Over the 21 months he has been in power, the transition that the prime minister has displayed has become a travesty for India, with his silence being questioned in most quarters. Modi has often been perceived as saying too much or too little or nothing at all in matters deemed controversial. When he has chosen to act, he has either done nothing or has allowed fanatics to overdramatise matters. And whenever he has broken his silence, he has never managed to address the issue directly.

His administration’s ineptitude in manoeuvring the levers of democracy has left Indians stunned — especially given that he is the same man that had many in awe as he deftly managed the entire political and media discourse during his eight-month campaign to win over India.

Of late, his silence has started to hurt India. The last two sessions of parliament were a washout as the country’s opposition decided to take the fracas — related to alleged corruption by ministers, the beef ban, the Dadri lynching and the spate of attacks on churches in the nation’s capital — to the central hall of parliament, blocking the passage of key reforms in a move that has the potential to disrupt an economic recovery in Asia’s third-largest economy.

Now, due to the ongoing melee at Jawaharlal Nehru University (JNU), compounded by mismanagement by the Bharatiya Janata Party (BJP) leaders, the opposition found itself with adequate ammunition to disrupt parliament again, risking the much-awaited budget session even as the country eagerly looks forward to major reforms after the ruling party’s electoral loss in Bihar.

The prime minister should have controlled the media discourse pertaining to these issues from day one. But he did not. By not speaking out and at the same time allowing ideologues to unleash their goons, he not only gave credence to those who say intolerance is on the rise, but also allowed opposition parties to hijack his development agenda.

The JNU event happened in the same week that he was unravelling his ambitious ‘Make In India’ campaign in Mumbai. The irony was that while the world media should have been painting images of a “roaring lion” willing to impose its hegemony on the world of manufacturing, it instead was taking pictures of nameless and shameless lawyers acting as goons attacking journalists and those on trial inside the court of law, making India’s much-touted judiciary look like a kangaroo court.
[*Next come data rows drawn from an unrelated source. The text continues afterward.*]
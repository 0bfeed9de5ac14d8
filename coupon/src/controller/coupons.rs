use std::sync::Arc;

use axum::extract::rejection::PathRejection;
use axum::extract::Path;
use axum::response::{IntoResponse, Response};
use axum::Extension;
use uuid::Uuid;
use validator::Validate;

use common::error::ApiError;
use common::{ApiResponse, JsonBody, ReqCoupon};

use crate::models::CouponStore;
use crate::service::CouponService;

pub struct CouponController;

impl CouponController {
    // 列表
    pub async fn index<S: CouponStore>(
        Extension(service): Extension<Arc<CouponService<S>>>,
    ) -> Response {
        match service.list_valid_coupon().await {
            Ok(coupons) => ApiResponse::ok(coupons).json(),
            Err(e) => e.into_response(),
        }
    }

    // 创建
    pub async fn create<S: CouponStore>(
        Extension(service): Extension<Arc<CouponService<S>>>,
        JsonBody(inner): JsonBody<ReqCoupon>,
    ) -> Response {
        if let Err(e) = inner.validate() {
            return ApiError::from(e).into_response();
        }

        match service.create(inner).await {
            Ok(coupon) => ApiResponse::created(coupon).json(),
            Err(e) => e.into_response(),
        }
    }

    // 删除
    pub async fn delete<S: CouponStore>(
        Extension(service): Extension<Arc<CouponService<S>>>,
        id: Result<Path<Uuid>, PathRejection>,
    ) -> Response {
        let id = match id {
            Ok(Path(id)) => id,
            Err(e) => {
                return ApiError::Error(format!("invalid coupon id: {}", e.body_text()))
                    .into_response()
            }
        };

        match service.delete_by_id(id).await {
            Ok(bool_val) => ApiResponse::ok(bool_val).json(),
            Err(e) => e.into_response(),
        }
    }
}
use axum::extract::rejection::JsonRejection;
use axum::extract::FromRequest;
use axum::http::Request;
use axum::{async_trait, Json};

use crate::error::ApiError;

pub use coupon::ReqCoupon;

pub mod coupon;

/// JSON 请求体提取, 解析失败时返回统一错误体而不是 axum 默认的纯文本
#[derive(Debug)]
pub struct JsonBody<T>(pub T);

#[async_trait]
impl<S, B, T> FromRequest<S, B> for JsonBody<T>
where
    B: Send + 'static,
    S: Send + Sync,
    T: 'static,
    Json<T>: FromRequest<S, B, Rejection = JsonRejection>,
{
    type Rejection = ApiError;

    async fn from_request(req: Request<B>, state: &S) -> Result<Self, Self::Rejection> {
        match Json::<T>::from_request(req, state).await {
            Ok(Json(inner)) => Ok(Self(inner)),
            Err(rejection) => Err(ApiError::Error(format!(
                "invalid request body: {}",
                rejection.body_text()
            ))),
        }
    }
}
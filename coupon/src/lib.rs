pub mod controller;
pub mod middleware;
pub mod models;
pub mod router;
pub mod service;
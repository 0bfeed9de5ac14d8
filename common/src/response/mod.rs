use axum::http::{header, StatusCode};
use axum::response::{IntoResponse, Response};
use serde::Serialize;

pub use coupon::ResCoupon;

pub mod coupon;

/// 统一 JSON 响应, 状态码由调用方决定
#[derive(Debug, Clone)]
pub struct ApiResponse<T> {
    pub status: StatusCode,
    pub data: T,
}

impl<T: Serialize> ApiResponse<T> {
    pub fn new(status: StatusCode, data: T) -> Self {
        Self { status, data }
    }

    /// 200
    pub fn ok(data: T) -> Self {
        Self::new(StatusCode::OK, data)
    }

    /// 201
    pub fn created(data: T) -> Self {
        Self::new(StatusCode::CREATED, data)
    }

    /// 这里必须返回一个 [`Response`] 才能和错误分支合并
    pub fn json(&self) -> Response {
        match serde_json::to_vec(&self.data) {
            Ok(body) => (
                self.status,
                [
                    (header::ACCESS_CONTROL_ALLOW_ORIGIN, "*"),
                    (header::CONTENT_TYPE, "application/json; charset=UTF-8"),
                    (header::CACHE_CONTROL, "no-cache"),
                ],
                body,
            )
                .into_response(),
            Err(e) => {
                tracing::error!("response serialize err: {}", e);
                (StatusCode::INTERNAL_SERVER_ERROR, e.to_string()).into_response()
            }
        }
    }
}

impl<T: Serialize> IntoResponse for ApiResponse<T> {
    fn into_response(self) -> Response {
        self.json()
    }
}
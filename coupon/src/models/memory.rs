use std::sync::atomic::{AtomicUsize, Ordering};
use std::sync::Arc;

use chrono::NaiveDateTime;
use tokio::sync::{Mutex, OwnedMutexGuard};
use uuid::Uuid;

use common::error::{ApiError, ApiResult};

use crate::models::coupons::{Coupon, MSG_CODE_EXISTS};
use crate::models::store::{CouponStore, CouponTx};

/// 内存存储, 本地调试和测试用
/// 工作单元持有整张表的锁, 提交时整体写回
#[derive(Clone, Default)]
pub struct MemoryCouponStore {
    rows: Arc<Mutex<Vec<Coupon>>>,
    writes: Arc<AtomicUsize>,
}

impl MemoryCouponStore {
    pub fn new() -> Self {
        Self::default()
    }

    /// 预置数据, 没有 id 的补一个
    pub fn with_coupons(coupons: Vec<Coupon>) -> Self {
        let rows = coupons
            .into_iter()
            .map(|mut coupon| {
                coupon.id.get_or_insert_with(Uuid::new_v4);
                coupon
            })
            .collect();

        MemoryCouponStore {
            rows: Arc::new(Mutex::new(rows)),
            writes: Arc::new(AtomicUsize::new(0)),
        }
    }

    pub async fn snapshot(&self) -> Vec<Coupon> {
        self.rows.lock().await.clone()
    }

    /// persist 被调用的次数, 包括回滚掉的
    pub fn writes(&self) -> usize {
        self.writes.load(Ordering::SeqCst)
    }
}

#[axum::async_trait]
impl CouponStore for MemoryCouponStore {
    type Tx = MemoryTx;

    async fn begin(&self) -> ApiResult<MemoryTx> {
        let guard = self.rows.clone().lock_owned().await;
        let working = guard.clone();

        Ok(MemoryTx {
            guard,
            working,
            writes: self.writes.clone(),
        })
    }
}

pub struct MemoryTx {
    guard: OwnedMutexGuard<Vec<Coupon>>,
    working: Vec<Coupon>,
    writes: Arc<AtomicUsize>,
}

impl MemoryTx {
    /// 模拟 (code) where deleted = false 的唯一索引
    fn code_taken(&self, coupon: &Coupon) -> bool {
        !coupon.deleted
            && self
                .working
                .iter()
                .any(|row| !row.deleted && row.code == coupon.code && row.id != coupon.id)
    }
}

#[axum::async_trait]
impl CouponTx for MemoryTx {
    async fn exists_by_code(&mut self, code: &str) -> ApiResult<bool> {
        Ok(self
            .working
            .iter()
            .any(|row| !row.deleted && row.code == code))
    }

    async fn find_valid_by_code(
        &mut self,
        code: &str,
        now: NaiveDateTime,
    ) -> ApiResult<Option<Coupon>> {
        Ok(self
            .working
            .iter()
            .find(|row| row.code == code && row.is_redeemable(now))
            .cloned())
    }

    async fn find_by_id(&mut self, id: Uuid) -> ApiResult<Option<Coupon>> {
        Ok(self
            .working
            .iter()
            .find(|row| row.id == Some(id))
            .cloned())
    }

    async fn find_all_not_deleted(&mut self) -> ApiResult<Option<Vec<Coupon>>> {
        let coupons = self
            .working
            .iter()
            .filter(|row| !row.deleted)
            .cloned()
            .collect::<Vec<Coupon>>();

        Ok(if coupons.is_empty() { None } else { Some(coupons) })
    }

    async fn persist(&mut self, mut coupon: Coupon) -> ApiResult<Coupon> {
        self.writes.fetch_add(1, Ordering::SeqCst);

        if self.code_taken(&coupon) {
            return Err(ApiError::Error(MSG_CODE_EXISTS.to_string()));
        }

        match coupon.id {
            None => {
                coupon.id = Some(Uuid::new_v4());
                self.working.push(coupon.clone());
            }
            Some(id) => match self.working.iter_mut().find(|row| row.id == Some(id)) {
                Some(row) => *row = coupon.clone(),
                None => return Err(ApiError::Internal(format!("coupon {} does not exist", id))),
            },
        }

        Ok(coupon)
    }

    async fn soft_delete_by_id(&mut self, id: Uuid) -> ApiResult<u64> {
        match self
            .working
            .iter_mut()
            .find(|row| row.id == Some(id) && !row.deleted)
        {
            Some(row) => {
                row.deleted = true;
                Ok(1)
            }
            None => Ok(0),
        }
    }

    async fn commit(self) -> ApiResult<()> {
        let MemoryTx {
            mut guard, working, ..
        } = self;
        *guard = working;
        Ok(())
    }
}
pub use coupon::CouponService;

pub mod coupon;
Additionally, Modi has allowed liberals to dictate the media agenda so fiercely up to now that any outsider watching the national media would have been forgiven for thinking that Kanhaiya Kumar, the student’s leader of JNU, was in the same league as nationalist leaders who were dragged off to jail during British rule. The government failed to provide the counternarrative, which has not only had a latent effect on India’s economy, but also given way to certain individuals and, sadly, even media persons who argued all last week that an individual can now break the law in the guise of being liberal and young.
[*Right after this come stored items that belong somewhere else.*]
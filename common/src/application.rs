use std::sync::Arc;

use async_once::AsyncOnce;
use lazy_static::lazy_static;
use serde::de::DeserializeOwned;
use serde::{Deserialize, Serialize};
use serde_yaml::value::Value;

use crate::error::{ApiError, ApiResult};

/// 配置文件路径环境变量
pub const CONFIG_ENV: &str = "COUPON_CONFIG";
const DEFAULT_CONFIG: &str = "application.yaml";
const EXAMPLE_CONFIG: &str = ".example.yaml";

lazy_static! {
    pub static ref APP_CONFIG: AsyncOnce<Arc<Application>> = AsyncOnce::new(async {
        match Application::init().await {
            Ok(application) => Arc::new(application),
            Err(e) => {
                tracing::error!("application load err: {}", e);
                std::process::exit(-1);
            }
        }
    });
}

/// 获取系统配置
pub async fn application_config() -> Arc<Application> {
    APP_CONFIG.get().await.clone()
}

#[derive(Serialize, Deserialize, Debug, Clone)]
pub struct Application {
    // 服务地址
    pub host: String,
    // 服务端口
    pub port: u16,
    pub storage: StorageKind,
    pub postgres: PostgresConfig,
}

/// 优惠券存储后端
#[derive(Serialize, Deserialize, Debug, Clone, Copy, PartialEq, Eq)]
#[serde(rename_all = "lowercase")]
pub enum StorageKind {
    Postgres,
    Memory,
}

impl Application {
    pub async fn init() -> ApiResult<Self> {
        let cfg = Application::file_get_content().await?;
        Self::from_value(&cfg)
    }

    pub fn from_yaml(content: &str) -> ApiResult<Self> {
        Self::from_value(&serde_yaml::from_str::<Value>(content)?)
    }

    fn from_value(cfg: &Value) -> ApiResult<Self> {
        Ok(Application {
            host: Self::analysis::<String>("host", cfg)?,
            port: Self::analysis::<u16>("port", cfg)?,
            storage: Self::analysis::<StorageKind>("storage", cfg)?,
            postgres: Self::analysis::<PostgresConfig>("postgres", cfg)?,
        })
    }

    fn analysis<T: DeserializeOwned>(key: &str, value: &Value) -> ApiResult<T> {
        let val = match value.get(key) {
            Some(value) => value,
            None => return Err(ApiError::Internal(format!("config key `{}` is missing", key))),
        };
        Ok(serde_yaml::from_value::<T>(val.clone())?)
    }

    /// 读取文件内容, 文件不存在时从示例配置创建
    async fn file_get_content() -> ApiResult<Value> {
        let filename = std::env::var(CONFIG_ENV).unwrap_or_else(|_| DEFAULT_CONFIG.to_string());
        match tokio::fs::read(&filename).await {
            Ok(file_content) => serde_yaml::from_slice::<Value>(file_content.as_slice()).map_err(|e| {
                tracing::error!("please check ./{}, err: {}", filename, e);
                ApiError::from(e)
            }),
            Err(_e) => {
                tracing::warn!("./{} not found, creating it from {}", filename, EXAMPLE_CONFIG);
                match tokio::fs::copy(EXAMPLE_CONFIG, &filename).await {
                    Ok(_) => {
                        tracing::warn!("./{} created, fill in the settings and restart", filename);
                        Err(ApiError::Internal("config file created, please fill it in".to_string()))
                    }
                    Err(e) => {
                        tracing::error!("no example config found, err: {}", e);
                        Err(ApiError::from(e))
                    }
                }
            }
        }
    }
}

/// postgres 数据库配置参数
#[derive(Serialize, Deserialize, Debug, Clone)]
pub struct PostgresConfig {
    pub host: String,
    pub username: String,
    pub password: String,
    pub port: u16,
    pub db_name: String,
    pub pool_size: u32,
    #[serde(default = "default_acquire_timeout")]
    pub acquire_timeout_secs: u64,
    #[serde(default)]
    pub run_migrations: bool,
}

fn default_acquire_timeout() -> u64 {
    30
}

impl PostgresConfig {
    pub fn dsn(&self) -> String {
        format!(
            "postgres://{}:{}@{}:{}/{}",
            self.username, self.password, self.host, self.port, self.db_name
        )
    }
}
pub use coupons::{sanitize_code, Coupon, CouponError, NewCoupon};
pub use memory::MemoryCouponStore;
pub use pg::PgCouponStore;
pub use store::{CouponStore, CouponTx};

pub mod coupons;
pub mod memory;
pub mod pg;
pub mod store;
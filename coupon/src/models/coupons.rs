use std::fmt::{Display, Formatter};

use chrono::NaiveDateTime;
use lazy_static::lazy_static;
use regex::Regex;
use rust_decimal::Decimal;
use uuid::Uuid;

use common::error::ApiError;
use common::{ReqCoupon, ResCoupon};

pub const CODE_LENGTH: usize = 6;

pub const MSG_CODE_LENGTH: &str = "coupon code must contain exactly 6 alphanumeric characters";
pub const MSG_MIN_DISCOUNT: &str = "minimum discount is 0.5";
pub const MSG_EXPIRATION_REQUIRED: &str = "expiration date must be provided";
pub const MSG_EXPIRATION_PAST: &str = "expiration date must be a future date";
pub const MSG_DESCRIPTION_BLANK: &str = "description must not be blank";
pub const MSG_ALREADY_DELETED: &str = "coupon is already deleted";
pub const MSG_CODE_EXISTS: &str = "a coupon with this code already exists";

lazy_static! {
    static ref NON_ALPHANUMERIC: Regex = Regex::new(r"[^a-zA-Z0-9]").unwrap();
}

/// 最低折扣 0.5
fn min_discount() -> Decimal {
    Decimal::new(5, 1)
}

/// 清洗优惠码: 去掉非字母数字字符后转大写
pub fn sanitize_code(raw: Option<&str>) -> Option<String> {
    raw.map(|code| NON_ALPHANUMERIC.replace_all(code, "").to_uppercase())
}

/// 实体内部的校验错误, 服务层负责转换成业务错误
#[derive(Debug, Clone, PartialEq, Eq)]
pub enum CouponError {
    InvalidArgument(&'static str),
    InvalidState(&'static str),
}

impl Display for CouponError {
    fn fmt(&self, f: &mut Formatter<'_>) -> std::fmt::Result {
        match self {
            CouponError::InvalidArgument(msg) | CouponError::InvalidState(msg) => {
                write!(f, "{}", msg)
            }
        }
    }
}

impl std::error::Error for CouponError {}

impl From<CouponError> for ApiError {
    fn from(e: CouponError) -> Self {
        ApiError::Error(e.to_string())
    }
}

/// 已通过创建校验的优惠券; id 为空表示尚未入库
#[derive(Debug, Clone, PartialEq)]
pub struct Coupon {
    pub(crate) id: Option<Uuid>,
    pub(crate) code: String,
    pub(crate) description: String,
    pub(crate) discount_value: Decimal,
    pub(crate) expiration_date: NaiveDateTime,
    pub(crate) published: bool,
    pub(crate) deleted: bool,
}

impl Coupon {
    pub fn id(&self) -> Option<Uuid> {
        self.id
    }

    pub fn code(&self) -> &str {
        &self.code
    }

    pub fn description(&self) -> &str {
        &self.description
    }

    pub fn discount_value(&self) -> Decimal {
        self.discount_value
    }

    pub fn expiration_date(&self) -> NaiveDateTime {
        self.expiration_date
    }

    pub fn published(&self) -> bool {
        self.published
    }

    pub fn is_deleted(&self) -> bool {
        self.deleted
    }

    /// 软删除, 不能重复删除
    pub fn soft_delete(&mut self) -> Result<(), CouponError> {
        if self.deleted {
            return Err(CouponError::InvalidState(MSG_ALREADY_DELETED));
        }
        self.deleted = true;
        Ok(())
    }

    pub fn restore(&mut self) {
        self.deleted = false;
    }

    /// 每次写库前调用
    pub fn sanitize(&mut self) {
        if let Some(code) = sanitize_code(Some(&self.code)) {
            self.code = code;
        }
    }

    /// 是否可以在 `now` 使用
    pub fn is_redeemable(&self, now: NaiveDateTime) -> bool {
        !self.deleted && self.published && self.expiration_date >= now
    }
}

/// 只有入库后的优惠券才能对外输出
impl TryFrom<Coupon> for ResCoupon {
    type Error = ApiError;

    fn try_from(coupon: Coupon) -> Result<Self, Self::Error> {
        let id = coupon
            .id
            .ok_or_else(|| ApiError::Internal(format!("coupon {} has not been saved", coupon.code)))?;

        Ok(ResCoupon {
            id,
            code: coupon.code,
            description: coupon.description,
            discount_value: coupon.discount_value,
            expiration_date: coupon.expiration_date,
            published: coupon.published,
        })
    }
}

/// 创建请求转换后的草稿, 校验通过后才会得到 [`Coupon`]
#[derive(Debug, Clone, Default)]
pub struct NewCoupon {
    pub code: Option<String>,
    pub description: Option<String>,
    pub discount_value: Option<Decimal>,
    pub expiration_date: Option<NaiveDateTime>,
    pub published: bool,
}

impl From<ReqCoupon> for NewCoupon {
    fn from(req: ReqCoupon) -> Self {
        NewCoupon {
            code: sanitize_code(req.code.as_deref()),
            description: req.description,
            discount_value: req.discount_value,
            expiration_date: req.expiration_date,
            published: req.published.unwrap_or(false),
        }
    }
}

impl NewCoupon {
    /// 按顺序校验: 优惠码长度, 折扣, 过期时间是否填写, 过期时间是否已过, 描述
    pub fn validate_for_creation(self, now: NaiveDateTime) -> Result<Coupon, CouponError> {
        let code = match self.code {
            Some(code) if code.chars().count() == CODE_LENGTH => code,
            _ => return Err(CouponError::InvalidArgument(MSG_CODE_LENGTH)),
        };

        let discount_value = match self.discount_value {
            Some(value) if value >= min_discount() => value,
            _ => return Err(CouponError::InvalidArgument(MSG_MIN_DISCOUNT)),
        };

        let expiration_date = self
            .expiration_date
            .ok_or(CouponError::InvalidArgument(MSG_EXPIRATION_REQUIRED))?;
        if expiration_date < now {
            return Err(CouponError::InvalidArgument(MSG_EXPIRATION_PAST));
        }

        let description = match self.description {
            Some(description) if !description.trim().is_empty() => description,
            _ => return Err(CouponError::InvalidArgument(MSG_DESCRIPTION_BLANK)),
        };

        Ok(Coupon {
            id: None,
            code,
            description,
            discount_value,
            expiration_date,
            published: self.published,
            deleted: false,
        })
    }
}
pub use coupons::CouponController;

pub mod coupons;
None of the BJP’s spokespersons or any minister seemed to understand that a man who is old enough to vote, marry and father children should also act in accordance with the law of the land — never mind participating in an event that commemorates the death of a terrorist who was accused of attacking parliament and issuing a death threat to the highest court of the land and the president of India who had refused his mercy petition.

Many have argued that by not allowing the public to voice dissent, Modi’s government is a threat to democracy as it is stifling the space for debate on various issues, especially on university campuses. But no one from the government could challenge the comments that voicing dissent could never be equal to celebrating the “martyrdom” of terrorists accused of killing thousands of innocents.

Foreign newspapers have issued warnings over the growing intolerance in India, which they believe is oppressing democracy in the country.

The overt display of dissent and patriotism by a large section of the community is costing the country and is acting as a diversion to the real issues at hand, as our soldiers die trying to fight terrorists and farmers remain overburdened with debt, with some driven to commit suicide. It is time Modi took charge and doused this flame of the incessant warmongering against castes, religion and personal choices that individuals make. He risks losing the mandate he won and the idea of a developed India he so cherishes.

Archisman Dinda is a journalist based in Kolkata, India.